*The problem:*
The answer must consist only of the lines from the line with "params.pixel_size = v;" to the line with "if let Some(v) = self.flatten", both included, exactly as they stand below.

-------- Given data

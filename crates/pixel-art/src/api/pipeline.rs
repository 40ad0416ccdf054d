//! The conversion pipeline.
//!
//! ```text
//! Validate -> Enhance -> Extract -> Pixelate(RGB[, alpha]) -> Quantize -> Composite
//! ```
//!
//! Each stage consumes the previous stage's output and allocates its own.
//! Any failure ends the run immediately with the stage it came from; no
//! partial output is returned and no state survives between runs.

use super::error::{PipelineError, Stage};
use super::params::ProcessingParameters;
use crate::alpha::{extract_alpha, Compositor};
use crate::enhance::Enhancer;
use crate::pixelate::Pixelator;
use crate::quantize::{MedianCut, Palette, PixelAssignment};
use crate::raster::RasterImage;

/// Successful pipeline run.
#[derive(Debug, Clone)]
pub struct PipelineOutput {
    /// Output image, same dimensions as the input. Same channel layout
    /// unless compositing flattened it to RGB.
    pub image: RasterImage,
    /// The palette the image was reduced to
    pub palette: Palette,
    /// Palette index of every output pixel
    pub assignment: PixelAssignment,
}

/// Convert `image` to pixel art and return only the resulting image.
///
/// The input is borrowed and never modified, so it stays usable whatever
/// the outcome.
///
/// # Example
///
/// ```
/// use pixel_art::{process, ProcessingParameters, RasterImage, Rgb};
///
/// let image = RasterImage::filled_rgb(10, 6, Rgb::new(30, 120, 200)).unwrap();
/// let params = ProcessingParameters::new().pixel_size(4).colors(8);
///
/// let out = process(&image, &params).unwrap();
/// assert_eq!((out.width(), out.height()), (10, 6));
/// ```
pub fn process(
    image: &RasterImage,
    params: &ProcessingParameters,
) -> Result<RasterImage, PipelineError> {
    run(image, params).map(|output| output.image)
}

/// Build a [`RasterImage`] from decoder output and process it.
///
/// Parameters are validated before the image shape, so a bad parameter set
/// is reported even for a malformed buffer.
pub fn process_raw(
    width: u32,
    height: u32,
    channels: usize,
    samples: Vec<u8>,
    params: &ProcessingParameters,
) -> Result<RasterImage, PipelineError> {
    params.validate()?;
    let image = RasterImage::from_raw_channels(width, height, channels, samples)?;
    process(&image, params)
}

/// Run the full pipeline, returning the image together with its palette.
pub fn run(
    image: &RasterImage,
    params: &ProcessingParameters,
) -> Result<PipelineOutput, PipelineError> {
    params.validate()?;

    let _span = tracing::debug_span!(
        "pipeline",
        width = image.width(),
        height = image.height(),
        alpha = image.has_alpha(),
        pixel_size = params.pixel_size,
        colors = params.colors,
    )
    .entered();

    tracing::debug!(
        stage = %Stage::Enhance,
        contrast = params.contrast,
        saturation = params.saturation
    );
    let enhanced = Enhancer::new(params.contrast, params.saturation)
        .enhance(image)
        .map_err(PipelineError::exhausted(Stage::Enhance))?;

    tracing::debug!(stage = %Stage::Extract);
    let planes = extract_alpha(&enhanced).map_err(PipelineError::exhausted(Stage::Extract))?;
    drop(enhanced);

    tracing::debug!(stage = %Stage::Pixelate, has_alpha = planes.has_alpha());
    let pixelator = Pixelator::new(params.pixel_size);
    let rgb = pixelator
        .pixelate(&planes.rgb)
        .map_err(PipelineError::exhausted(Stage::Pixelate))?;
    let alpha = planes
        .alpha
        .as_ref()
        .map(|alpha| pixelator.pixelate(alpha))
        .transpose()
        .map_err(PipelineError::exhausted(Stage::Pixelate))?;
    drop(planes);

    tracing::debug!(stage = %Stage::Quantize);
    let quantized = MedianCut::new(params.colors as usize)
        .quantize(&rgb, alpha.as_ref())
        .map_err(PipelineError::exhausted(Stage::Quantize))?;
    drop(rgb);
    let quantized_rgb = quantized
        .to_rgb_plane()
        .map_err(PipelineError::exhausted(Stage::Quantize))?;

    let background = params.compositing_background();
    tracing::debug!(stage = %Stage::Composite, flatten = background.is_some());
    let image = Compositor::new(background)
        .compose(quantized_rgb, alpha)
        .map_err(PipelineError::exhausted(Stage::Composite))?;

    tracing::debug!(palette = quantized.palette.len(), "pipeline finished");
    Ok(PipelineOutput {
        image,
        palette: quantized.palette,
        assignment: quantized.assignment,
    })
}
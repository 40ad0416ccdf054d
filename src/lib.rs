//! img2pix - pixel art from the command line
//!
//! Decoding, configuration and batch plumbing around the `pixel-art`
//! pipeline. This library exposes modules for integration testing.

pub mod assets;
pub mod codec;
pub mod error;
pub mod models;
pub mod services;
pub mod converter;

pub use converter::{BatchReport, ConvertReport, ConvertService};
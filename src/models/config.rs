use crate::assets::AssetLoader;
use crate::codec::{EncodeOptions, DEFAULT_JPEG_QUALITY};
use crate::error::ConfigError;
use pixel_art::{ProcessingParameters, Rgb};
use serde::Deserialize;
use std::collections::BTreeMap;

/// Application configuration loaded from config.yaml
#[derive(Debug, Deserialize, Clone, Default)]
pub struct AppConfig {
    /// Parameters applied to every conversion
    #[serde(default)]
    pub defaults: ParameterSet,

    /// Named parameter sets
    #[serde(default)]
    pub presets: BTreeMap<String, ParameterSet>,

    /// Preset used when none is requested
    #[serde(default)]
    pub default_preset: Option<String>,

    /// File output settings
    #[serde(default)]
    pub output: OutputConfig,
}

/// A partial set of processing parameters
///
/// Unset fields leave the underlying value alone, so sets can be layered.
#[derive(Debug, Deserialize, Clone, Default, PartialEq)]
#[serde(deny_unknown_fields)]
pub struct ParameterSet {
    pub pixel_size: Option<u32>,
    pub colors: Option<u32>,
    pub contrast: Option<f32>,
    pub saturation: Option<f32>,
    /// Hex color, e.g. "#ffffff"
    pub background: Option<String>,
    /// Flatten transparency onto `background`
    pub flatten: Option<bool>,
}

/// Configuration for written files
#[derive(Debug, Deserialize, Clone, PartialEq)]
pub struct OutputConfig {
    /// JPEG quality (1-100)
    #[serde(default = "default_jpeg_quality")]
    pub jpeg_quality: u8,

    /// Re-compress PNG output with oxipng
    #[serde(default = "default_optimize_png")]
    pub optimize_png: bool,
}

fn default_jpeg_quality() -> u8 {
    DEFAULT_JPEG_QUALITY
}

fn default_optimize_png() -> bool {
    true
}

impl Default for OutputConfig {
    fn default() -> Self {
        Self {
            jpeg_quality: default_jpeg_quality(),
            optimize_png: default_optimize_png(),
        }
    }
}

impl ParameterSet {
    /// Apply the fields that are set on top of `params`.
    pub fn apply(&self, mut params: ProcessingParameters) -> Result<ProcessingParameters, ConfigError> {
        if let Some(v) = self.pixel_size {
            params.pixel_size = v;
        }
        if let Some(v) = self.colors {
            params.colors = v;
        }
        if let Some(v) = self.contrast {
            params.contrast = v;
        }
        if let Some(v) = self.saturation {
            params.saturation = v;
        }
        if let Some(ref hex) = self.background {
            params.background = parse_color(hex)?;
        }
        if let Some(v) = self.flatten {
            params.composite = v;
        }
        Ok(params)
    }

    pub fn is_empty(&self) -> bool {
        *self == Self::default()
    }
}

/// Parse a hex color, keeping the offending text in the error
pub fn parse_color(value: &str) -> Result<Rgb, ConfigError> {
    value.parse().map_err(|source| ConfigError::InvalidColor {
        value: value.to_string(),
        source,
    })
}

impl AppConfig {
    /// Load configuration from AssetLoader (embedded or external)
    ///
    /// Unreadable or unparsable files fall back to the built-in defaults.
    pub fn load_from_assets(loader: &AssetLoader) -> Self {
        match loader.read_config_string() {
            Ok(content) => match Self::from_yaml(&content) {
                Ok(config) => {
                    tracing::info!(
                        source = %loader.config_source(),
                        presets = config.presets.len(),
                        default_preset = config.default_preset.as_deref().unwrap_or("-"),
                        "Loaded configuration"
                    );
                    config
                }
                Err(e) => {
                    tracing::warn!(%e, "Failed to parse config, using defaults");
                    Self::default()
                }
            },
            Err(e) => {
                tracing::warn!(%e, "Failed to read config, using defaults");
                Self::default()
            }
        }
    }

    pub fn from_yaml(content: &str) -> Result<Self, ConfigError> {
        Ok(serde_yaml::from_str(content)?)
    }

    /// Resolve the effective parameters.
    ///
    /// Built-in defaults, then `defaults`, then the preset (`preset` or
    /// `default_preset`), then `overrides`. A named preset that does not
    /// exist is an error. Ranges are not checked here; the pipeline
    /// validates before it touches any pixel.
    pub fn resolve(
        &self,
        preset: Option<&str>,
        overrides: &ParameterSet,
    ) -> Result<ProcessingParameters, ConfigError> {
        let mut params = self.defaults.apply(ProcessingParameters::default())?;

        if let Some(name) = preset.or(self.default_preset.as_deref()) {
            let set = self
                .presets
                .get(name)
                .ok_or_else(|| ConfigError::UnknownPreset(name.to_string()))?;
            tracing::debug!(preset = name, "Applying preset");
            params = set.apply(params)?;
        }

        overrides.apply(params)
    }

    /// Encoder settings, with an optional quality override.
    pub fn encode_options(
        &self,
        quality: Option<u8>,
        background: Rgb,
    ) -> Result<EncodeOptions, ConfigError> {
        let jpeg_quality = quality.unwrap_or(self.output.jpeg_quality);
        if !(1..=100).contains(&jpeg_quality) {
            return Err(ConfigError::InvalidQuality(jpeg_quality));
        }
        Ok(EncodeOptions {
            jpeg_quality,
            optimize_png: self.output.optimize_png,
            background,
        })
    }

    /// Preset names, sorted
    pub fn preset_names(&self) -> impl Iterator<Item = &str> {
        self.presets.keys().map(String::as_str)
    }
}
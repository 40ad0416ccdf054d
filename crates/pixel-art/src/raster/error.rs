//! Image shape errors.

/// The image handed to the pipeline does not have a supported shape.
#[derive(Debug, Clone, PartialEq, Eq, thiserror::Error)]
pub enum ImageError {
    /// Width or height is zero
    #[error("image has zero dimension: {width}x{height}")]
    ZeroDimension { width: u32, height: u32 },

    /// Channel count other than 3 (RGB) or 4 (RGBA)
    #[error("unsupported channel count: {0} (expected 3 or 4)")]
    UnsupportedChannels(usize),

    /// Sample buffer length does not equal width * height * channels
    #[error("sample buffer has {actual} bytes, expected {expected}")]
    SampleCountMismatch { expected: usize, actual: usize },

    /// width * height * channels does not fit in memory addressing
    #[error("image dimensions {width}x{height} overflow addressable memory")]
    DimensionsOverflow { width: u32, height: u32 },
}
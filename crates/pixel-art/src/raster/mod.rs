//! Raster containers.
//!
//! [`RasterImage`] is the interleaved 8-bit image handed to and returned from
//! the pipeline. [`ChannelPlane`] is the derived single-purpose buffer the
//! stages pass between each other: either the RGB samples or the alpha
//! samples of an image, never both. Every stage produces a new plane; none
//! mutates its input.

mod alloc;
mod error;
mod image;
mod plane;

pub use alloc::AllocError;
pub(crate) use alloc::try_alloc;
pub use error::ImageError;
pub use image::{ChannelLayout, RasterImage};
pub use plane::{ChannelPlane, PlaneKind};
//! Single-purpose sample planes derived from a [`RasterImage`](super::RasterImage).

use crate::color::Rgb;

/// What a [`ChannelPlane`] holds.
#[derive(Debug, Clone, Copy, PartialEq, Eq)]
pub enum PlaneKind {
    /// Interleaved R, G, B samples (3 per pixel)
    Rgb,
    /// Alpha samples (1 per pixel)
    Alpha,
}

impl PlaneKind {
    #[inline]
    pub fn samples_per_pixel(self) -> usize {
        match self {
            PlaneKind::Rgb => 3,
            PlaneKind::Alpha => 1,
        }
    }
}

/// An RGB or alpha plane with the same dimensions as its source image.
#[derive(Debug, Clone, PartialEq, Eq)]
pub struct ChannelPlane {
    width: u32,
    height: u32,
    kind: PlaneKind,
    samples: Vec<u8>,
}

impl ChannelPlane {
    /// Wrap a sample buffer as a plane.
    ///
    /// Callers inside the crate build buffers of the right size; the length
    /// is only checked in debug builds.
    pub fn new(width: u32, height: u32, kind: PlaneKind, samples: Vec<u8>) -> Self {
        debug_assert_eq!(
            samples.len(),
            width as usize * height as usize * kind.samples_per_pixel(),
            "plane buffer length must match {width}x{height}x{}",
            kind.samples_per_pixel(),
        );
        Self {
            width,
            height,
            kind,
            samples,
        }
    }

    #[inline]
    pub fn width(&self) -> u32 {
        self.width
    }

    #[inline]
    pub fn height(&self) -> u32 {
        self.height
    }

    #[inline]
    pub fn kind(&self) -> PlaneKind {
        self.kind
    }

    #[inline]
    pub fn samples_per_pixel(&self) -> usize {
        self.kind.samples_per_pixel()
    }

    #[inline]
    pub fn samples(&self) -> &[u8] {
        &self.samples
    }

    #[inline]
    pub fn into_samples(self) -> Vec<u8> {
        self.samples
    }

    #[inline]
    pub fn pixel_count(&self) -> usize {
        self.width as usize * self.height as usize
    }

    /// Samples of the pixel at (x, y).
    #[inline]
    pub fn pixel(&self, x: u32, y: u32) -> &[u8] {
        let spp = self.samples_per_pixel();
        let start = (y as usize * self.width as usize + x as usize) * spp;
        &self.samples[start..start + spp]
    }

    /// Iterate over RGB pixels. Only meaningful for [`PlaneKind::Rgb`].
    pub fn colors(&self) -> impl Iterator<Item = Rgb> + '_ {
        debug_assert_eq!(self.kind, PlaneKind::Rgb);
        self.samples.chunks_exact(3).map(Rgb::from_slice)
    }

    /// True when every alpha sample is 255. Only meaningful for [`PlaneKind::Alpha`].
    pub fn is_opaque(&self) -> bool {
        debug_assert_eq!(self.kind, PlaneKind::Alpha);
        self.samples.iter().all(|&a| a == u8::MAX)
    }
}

----------------

*Task response:*
            params.pixel_size = v;
        }
        if let Some(v) = self.colors {
            params.colors = v;
        }
        if let Some(v) = self.contrast {
            params.contrast = v;
        }
        if let Some(v) = self.saturation {
            params.saturation = v;
        }
        if let Some(ref hex) = self.background {
            params.background = parse_color(hex)?;
        }
        if let Some(v) = self.flatten {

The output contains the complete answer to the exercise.